Blogger: Richard Watson
This article on Bechtel’s strategy for reinventing its IT as an internal SaaS provider over at NetworkWorld is thought-provoking in many respects. Leaving Bechtel’s infrastructure aside for a moment – I’ll leave that one for Drue Reeves in Data Centre Strategies to comment on - the exercise they went through in application portfolio management alone is astonishing, and surely some of their expected savings in IT budget is attributable to their leaner application portfolio.
I recently spoke to Annrai O’Toole, VP of Integration at the ERP SaaS vendor Workday. We discussed walking his customers through a thought experiment like the process Bechtel went through: If you had to start again, would you start with your “development platform”: Java, Application servers, databases, etc. He makes the case for an “application platform” based on ‘SWAG’ (Salesforce.com, Workday, Amazon and Google).

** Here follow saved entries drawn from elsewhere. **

//! # Backchannel: the composition root.
//!
//! Owns one work queue, one dead-letter sink, one broker and the runtime
//! event bus, and wires them together.
//!
//! ## Architecture
//! ```text
//! handlers ── enqueue ──► WorkQueue ──► RetryExecutor ──► Processor
//!                                            ├─► DeadLetterSink ──► dead_letters()
//!                                            └─► ErrorStream ─────► ConsumerHandle
//!
//! handlers ── publish ──► Broker ──► serve_stream (one per connection)
//!
//! every component ── RuntimeEvent ──► Bus ──► listener ──► ObserverSet
//!                                                           ├─► Counters
//!                                                           └─► custom observers
//! ```
//!
//! ## Shutdown
//! ```text
//! shutdown()
//!   ├─► publish ShutdownRequested
//!   ├─► cancel token (cuts backoff short if the policy allows)
//!   ├─► queue.shutdown()   producers abandon, consumer drains then stops
//!   ├─► broker.shutdown()  connection loops return, mailboxes close
//!   └─► sink closes when the consumer stops (or now, if none was started)
//! ```
//!
//! ## Example
//! ```no_run
//! use backchannel::{Backchannel, Config, Payload, ProcessError, ProcessorFn, RetryPolicy};
//! use tokio_util::sync::CancellationToken;
//!
//! #[tokio::main]
//! async fn main() -> Result<(), Box<dyn std::error::Error>> {
//!     let bc = Backchannel::new(Config::from_env()?);
//!
//!     let processor = ProcessorFn::arc("audit", |payload: Payload| async move {
//!         println!("{} bytes", payload.len());
//!         Ok::<_, ProcessError>(())
//!     });
//!     let consumer = bc.start_consumer(processor, RetryPolicy::default()).await?;
//!
//!     let _ = bc.enqueue("hello".into(), &CancellationToken::new()).await;
//!     bc.publish("greeting", serde_json::json!({ "text": "hi" })).await;
//!
//!     bc.shutdown_on_signal().await?;
//!     consumer.join().await?;
//!     Ok(())
//! }
//! ```

use std::sync::Arc;
use std::sync::atomic::{AtomicBool, Ordering};

use serde_json::Value;
use tokio::sync::broadcast;
use tokio_util::sync::{CancellationToken, DropGuard};
use tracing::{info, warn};

use crate::{
    audit::AuditRecord,
    broker::{Broker, StreamWriter},
    core::{config::Config, shutdown::wait_for_shutdown_signal},
    error::{QueueError, StreamError},
    events::{Bus, EventKind, RuntimeEvent},
    executor::{ConsumerHandle, ProcessorRef, RetryExecutor},
    observers::{Counters, Observe, ObserverSet},
    payload::Payload,
    policies::RetryPolicy,
    queue::{DeadLetterSink, DeadLetters, EnqueueOutcome, WorkQueue},
};

/// Builder for a [`Backchannel`] with extra observers.
pub struct BackchannelBuilder {
    cfg: Config,
    observers: Vec<Arc<dyn Observe>>,
}

impl BackchannelBuilder {
    pub fn new(cfg: Config) -> Self {
        Self {
            cfg,
            observers: Vec::new(),
        }
    }

    /// Adds runtime-event observers. The built-in [`Counters`] is always present.
    pub fn with_observers(mut self, observers: Vec<Arc<dyn Observe>>) -> Self {
        self.observers = observers;
        self
    }

    /// Builds the backchannel and starts the observer listener.
    ///
    /// Must be called inside a tokio runtime.
    pub fn build(self) -> Backchannel {
        let bus = Bus::new(self.cfg.bus_capacity_clamped());
        let counters = Arc::new(Counters::new());

        let mut observers: Vec<Arc<dyn Observe>> = Vec::with_capacity(self.observers.len() + 1);
        observers.push(Arc::clone(&counters) as Arc<dyn Observe>);
        observers.extend(self.observers);
        let listener = CancellationToken::new();
        spawn_observer_listener(&bus, ObserverSet::new(observers, bus.clone()), listener.clone());

        Backchannel {
            queue: WorkQueue::new(self.cfg.queue_capacity, bus.clone()),
            dead_letters: DeadLetterSink::new(self.cfg.dead_letter_capacity),
            broker: Arc::new(Broker::new(self.cfg.broker, bus.clone())),
            consumer_started: AtomicBool::new(false),
            shutdown: CancellationToken::new(),
            counters,
            bus,
            cfg: self.cfg,
            _listener: listener.drop_guard(),
        }
    }
}

/// Forwards bus events to the observer set until `stop` fires.
///
/// Events already buffered when `stop` fires are still delivered.
fn spawn_observer_listener(bus: &Bus, set: ObserverSet, stop: CancellationToken) {
    let mut rx = bus.subscribe();
    tokio::spawn(async move {
        loop {
            let res = tokio::select! {
                res = rx.recv() => res,
                _ = stop.cancelled() => break,
            };
            match res {
                Ok(ev) => set.emit(ev),
                Err(broadcast::error::RecvError::Lagged(skipped)) => {
                    warn!(skipped, "observer listener lagged behind the runtime bus");
                }
                Err(broadcast::error::RecvError::Closed) => break,
            }
        }
        while let Ok(ev) = rx.try_recv() {
            set.emit(ev);
        }
        set.shutdown().await;
    });
}

/// Async side-channel of the admin backend: background work plus realtime push.
pub struct Backchannel {
    cfg: Config,
    bus: Bus,
    queue: WorkQueue,
    dead_letters: DeadLetterSink,
    broker: Arc<Broker>,
    counters: Arc<Counters>,
    consumer_started: AtomicBool,
    shutdown: CancellationToken,
    _listener: DropGuard,
}

impl Backchannel {
    /// Builds a backchannel with only the built-in observers.
    ///
    /// Must be called inside a tokio runtime.
    pub fn new(cfg: Config) -> Self {
        BackchannelBuilder::new(cfg).build()
    }

    pub fn builder(cfg: Config) -> BackchannelBuilder {
        BackchannelBuilder::new(cfg)
    }

    /// Fire-and-forget enqueue; waits only while the queue is full.
    pub async fn enqueue(&self, payload: Payload, cancel: &CancellationToken) -> EnqueueOutcome {
        self.queue.enqueue(payload, cancel).await
    }

    /// Enqueue that sheds instead of waiting.
    pub async fn try_enqueue(&self, payload: Payload) -> Result<(), QueueError> {
        self.queue.try_enqueue(payload).await
    }

    /// Encodes an audit record and enqueues it.
    pub async fn enqueue_audit(
        &self,
        record: &AuditRecord,
        cancel: &CancellationToken,
    ) -> Result<EnqueueOutcome, serde_json::Error> {
        let payload = record.to_payload()?;
        Ok(self.queue.enqueue(payload, cancel).await)
    }

    /// Starts the single consumer.
    ///
    /// # Errors
    /// [`QueueError::ConsumerTaken`] if a consumer was already started.
    pub async fn start_consumer(
        &self,
        processor: ProcessorRef,
        policy: RetryPolicy,
    ) -> Result<ConsumerHandle, QueueError> {
        let rx = self.queue.take_receiver().await?;
        self.consumer_started.store(true, Ordering::Release);

        let policy = policy.normalized();
        info!(
            processor = processor.name(),
            max_attempts = policy.max_attempts,
            dead_letter = policy.dead_letter,
            "starting consumer"
        );
        let executor = RetryExecutor::new(
            processor,
            policy,
            self.dead_letters.clone(),
            self.bus.clone(),
            self.shutdown.child_token(),
        );
        Ok(executor.spawn(rx, self.cfg.report_capacity))
    }

    /// Starts the consumer with the configured retry policy.
    pub async fn start_default_consumer(
        &self,
        processor: ProcessorRef,
    ) -> Result<ConsumerHandle, QueueError> {
        self.start_consumer(processor, self.cfg.retry).await
    }

    /// The dead-letter stream; `None` after the first call.
    pub async fn dead_letters(&self) -> Option<DeadLetters> {
        self.dead_letters.take_stream().await
    }

    /// Broadcasts an event to every live subscriber; returns how many got it.
    pub async fn publish(&self, kind: impl Into<String>, data: Value) -> usize {
        self.broker.publish(kind, data).await
    }

    /// Serves one subscriber connection until it ends. See [`Broker::serve_stream`].
    pub async fn serve_stream<W>(
        &self,
        conn: CancellationToken,
        writer: &mut W,
    ) -> Result<(), StreamError>
    where
        W: StreamWriter + ?Sized,
    {
        self.broker.serve_stream(conn, writer).await
    }

    /// Stops intake and realtime delivery.
    ///
    /// Queued payloads are still processed; await the consumer handle for
    /// that. A second call only logs.
    pub async fn shutdown(&self) {
        if self.shutdown.is_cancelled() {
            warn!("backchannel shutdown requested twice");
            return;
        }
        self.bus
            .publish(RuntimeEvent::new(EventKind::ShutdownRequested));
        self.shutdown.cancel();

        self.queue.shutdown().await;
        self.broker.shutdown().await;
        if !self.consumer_started.load(Ordering::Acquire) {
            self.dead_letters.close().await;
        }
        info!(pending = self.queue.len(), "backchannel shutting down");
    }

    /// Waits for SIGINT/SIGTERM/SIGQUIT (Ctrl-C elsewhere), then shuts down.
    pub async fn shutdown_on_signal(&self) -> std::io::Result<()> {
        let signal = wait_for_shutdown_signal().await?;
        info!(signal, "shutdown signal received");
        self.shutdown().await;
        Ok(())
    }

    /// Raw runtime events, as observers see them.
    pub fn subscribe_runtime(&self) -> broadcast::Receiver<RuntimeEvent> {
        self.bus.subscribe()
    }

    /// Built-in totals.
    pub fn counters(&self) -> &Arc<Counters> {
        &self.counters
    }

    /// Shared broker handle for HTTP handlers.
    pub fn broker(&self) -> &Arc<Broker> {
        &self.broker
    }

    pub fn queue(&self) -> &WorkQueue {
        &self.queue
    }

    pub fn config(&self) -> &Config {
        &self.cfg
    }

    pub fn is_shut_down(&self) -> bool {
        self.shutdown.is_cancelled()
    }
}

In this era of divestiture & enterprise reinvention – typified by the financial industry – that’s not too farfetched. The landscape of investment banking is almost unrecognizable from the one I left 9 months ago. The credit crunch has accelerated the process of disaggregating the banks into global holding companies (e.g. Citi), boutique hedge funds (e.g. funds have fallen by 20% on average) and specialized back-office service providers (e.g. Thomson/Reuters, ADP, etc.) I’ve blogged previously on my skepticism for the success of migrating enterprise applications to a SaaS model. When an organization (or an industry) is reinvented, that issue becomes moot.
If enterprises feel they can fund such extensive portfolio management activities from OPEX, my punt is that we’ll see lots of it going on. Over to Mike Rollings in Executive Advisory for his thoughts - Mike?